* [Exercise details] Nothing should be left out. Give all the data again exactly as written.

* [Task input]
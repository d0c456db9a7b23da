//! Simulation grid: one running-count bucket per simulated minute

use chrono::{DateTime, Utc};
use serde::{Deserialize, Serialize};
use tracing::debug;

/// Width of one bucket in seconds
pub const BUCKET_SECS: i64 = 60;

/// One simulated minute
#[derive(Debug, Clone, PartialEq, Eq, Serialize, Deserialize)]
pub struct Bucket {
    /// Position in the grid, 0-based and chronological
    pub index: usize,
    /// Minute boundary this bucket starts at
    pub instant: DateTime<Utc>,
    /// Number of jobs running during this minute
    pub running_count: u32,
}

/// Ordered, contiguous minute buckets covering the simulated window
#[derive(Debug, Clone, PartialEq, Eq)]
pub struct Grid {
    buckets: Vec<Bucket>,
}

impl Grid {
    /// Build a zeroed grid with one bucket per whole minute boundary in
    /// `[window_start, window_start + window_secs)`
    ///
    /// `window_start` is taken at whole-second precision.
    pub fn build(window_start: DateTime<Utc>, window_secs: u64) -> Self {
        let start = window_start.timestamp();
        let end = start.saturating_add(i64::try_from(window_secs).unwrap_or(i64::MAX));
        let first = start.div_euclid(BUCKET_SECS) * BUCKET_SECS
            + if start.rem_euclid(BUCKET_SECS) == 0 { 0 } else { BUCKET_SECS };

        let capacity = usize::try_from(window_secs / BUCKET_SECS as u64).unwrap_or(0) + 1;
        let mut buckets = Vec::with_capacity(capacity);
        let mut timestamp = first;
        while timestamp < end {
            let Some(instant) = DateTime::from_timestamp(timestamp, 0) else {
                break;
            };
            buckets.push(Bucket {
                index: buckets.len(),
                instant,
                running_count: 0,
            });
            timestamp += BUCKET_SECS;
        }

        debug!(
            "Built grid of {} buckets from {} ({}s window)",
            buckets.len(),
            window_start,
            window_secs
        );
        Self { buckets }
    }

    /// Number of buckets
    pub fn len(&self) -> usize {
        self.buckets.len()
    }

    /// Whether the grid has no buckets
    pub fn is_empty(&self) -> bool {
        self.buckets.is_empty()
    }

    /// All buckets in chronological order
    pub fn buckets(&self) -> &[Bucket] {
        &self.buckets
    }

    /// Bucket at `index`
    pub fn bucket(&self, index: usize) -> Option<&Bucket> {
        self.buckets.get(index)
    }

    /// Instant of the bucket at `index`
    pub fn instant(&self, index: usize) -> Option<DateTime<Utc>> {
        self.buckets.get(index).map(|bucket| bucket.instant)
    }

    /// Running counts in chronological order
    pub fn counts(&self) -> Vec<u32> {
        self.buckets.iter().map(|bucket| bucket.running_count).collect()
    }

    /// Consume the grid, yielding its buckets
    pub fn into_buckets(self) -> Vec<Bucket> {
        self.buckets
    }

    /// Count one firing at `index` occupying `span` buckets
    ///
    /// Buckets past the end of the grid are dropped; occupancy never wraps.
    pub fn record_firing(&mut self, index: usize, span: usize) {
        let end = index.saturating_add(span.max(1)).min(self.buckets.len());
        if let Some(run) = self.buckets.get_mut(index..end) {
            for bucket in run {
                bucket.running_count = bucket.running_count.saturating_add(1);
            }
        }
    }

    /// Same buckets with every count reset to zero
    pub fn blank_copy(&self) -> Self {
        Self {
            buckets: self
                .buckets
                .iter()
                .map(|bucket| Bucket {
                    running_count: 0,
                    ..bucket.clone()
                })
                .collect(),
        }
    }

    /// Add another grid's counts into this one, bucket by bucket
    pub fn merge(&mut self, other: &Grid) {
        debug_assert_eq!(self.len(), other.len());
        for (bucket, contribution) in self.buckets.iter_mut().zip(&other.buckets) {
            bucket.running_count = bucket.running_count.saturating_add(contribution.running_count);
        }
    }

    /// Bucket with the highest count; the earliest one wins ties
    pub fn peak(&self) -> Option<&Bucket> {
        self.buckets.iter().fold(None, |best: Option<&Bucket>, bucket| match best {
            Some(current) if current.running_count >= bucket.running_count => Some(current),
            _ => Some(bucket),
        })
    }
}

* [Solved problem]
repository d0c456db9a7b23da
//! Simulation grid: one running-count bucket per simulated minute

use chrono::{DateTime, Utc};
use serde::{Deserialize, Serialize};
use tracing::debug;

/// Width of one bucket in seconds
pub const BUCKET_SECS: i64 = 60;

/// One simulated minute
#[derive(Debug, Clone, PartialEq, Eq, Serialize, Deserialize)]
pub struct Bucket {
    /// Position in the grid, 0-based and chronological
    pub index: usize,
    /// Minute boundary this bucket starts at
    pub instant: DateTime<Utc>,
    /// Number of jobs running during this minute
    pub running_count: u32,
}

/// Ordered, contiguous minute buckets covering the simulated window
#[derive(Debug, Clone, PartialEq, Eq)]
pub struct Grid {
    buckets: Vec<Bucket>,
}

impl Grid {
    /// Build a zeroed grid with one bucket per whole minute boundary in
    /// `[window_start, window_start + window_secs)`
    ///
    /// `window_start` is taken at whole-second precision.
    pub fn build(window_start: DateTime<Utc>, window_secs: u64) -> Self {
        let start = window_start.timestamp();
        let end = start.saturating_add(i64::try_from(window_secs).unwrap_or(i64::MAX));
        let first = start.div_euclid(BUCKET_SECS) * BUCKET_SECS
            + if start.rem_euclid(BUCKET_SECS) == 0 { 0 } else { BUCKET_SECS };

        let capacity = usize::try_from(window_secs / BUCKET_SECS as u64).unwrap_or(0) + 1;
        let mut buckets = Vec::with_capacity(capacity);
        let mut timestamp = first;
        while timestamp < end {
            let Some(instant) = DateTime::from_timestamp(timestamp, 0) else {
                break;
            };
            buckets.push(Bucket {
                index: buckets.len(),
                instant,
                running_count: 0,
            });
            timestamp += BUCKET_SECS;
        }

        debug!(
            "Built grid of {} buckets from {} ({}s window)",
            buckets.len(),
            window_start,
            window_secs
        );
        Self { buckets }
    }

    /// Number of buckets
    pub fn len(&self) -> usize {
        self.buckets.len()
    }

    /// Whether the grid has no buckets
    pub fn is_empty(&self) -> bool {
        self.buckets.is_empty()
    }

    /// All buckets in chronological order
    pub fn buckets(&self) -> &[Bucket] {
        &self.buckets
    }

    /// Bucket at `index`
    pub fn bucket(&self, index: usize) -> Option<&Bucket> {
        self.buckets.get(index)
    }

    /// Instant of the bucket at `index`
    pub fn instant(&self, index: usize) -> Option<DateTime<Utc>> {
        self.buckets.get(index).map(|bucket| bucket.instant)
    }

    /// Running counts in chronological order
    pub fn counts(&self) -> Vec<u32> {
        self.buckets.iter().map(|bucket| bucket.running_count).collect()
    }

    /// Consume the grid, yielding its buckets
    pub fn into_buckets(self) -> Vec<Bucket> {
        self.buckets
    }

    /// Count one firing at `index` occupying `span` buckets
    ///
    /// Buckets past the end of the grid are dropped; occupancy never wraps.
    pub fn record_firing(&mut self, index: usize, span: usize) {
        let end = index.saturating_add(span.max(1)).min(self.buckets.len());
        if let Some(run) = self.buckets.get_mut(index..end) {
            for bucket in run {
                bucket.running_count = bucket.running_count.saturating_add(1);
            }
        }
    }

    /// Same buckets with every count reset to zero
    pub fn blank_copy(&self) -> Self {
        Self {
            buckets: self
                .buckets
                .iter()
                .map(|bucket| Bucket {
                    running_count: 0,
                    ..bucket.clone()
                })
                .collect(),
        }
    }

    /// Add another grid's counts into this one, bucket by bucket
    pub fn merge(&mut self, other: &Grid) {
        debug_assert_eq!(self.len(), other.len());
        for (bucket, contribution) in self.buckets.iter_mut().zip(&other.buckets) {
            bucket.running_count = bucket.running_count.saturating_add(contribution.running_count);
        }
    }

    /// Bucket with the highest count; the earliest one wins ties
    pub fn peak(&self) -> Option<&Bucket> {
        self.buckets.iter().fold(None, |best: Option<&Bucket>, bucket| match best {
            Some(current) if current.running_count >= bucket.running_count => Some(current),
            _ => Some(bucket),
        })
    }
}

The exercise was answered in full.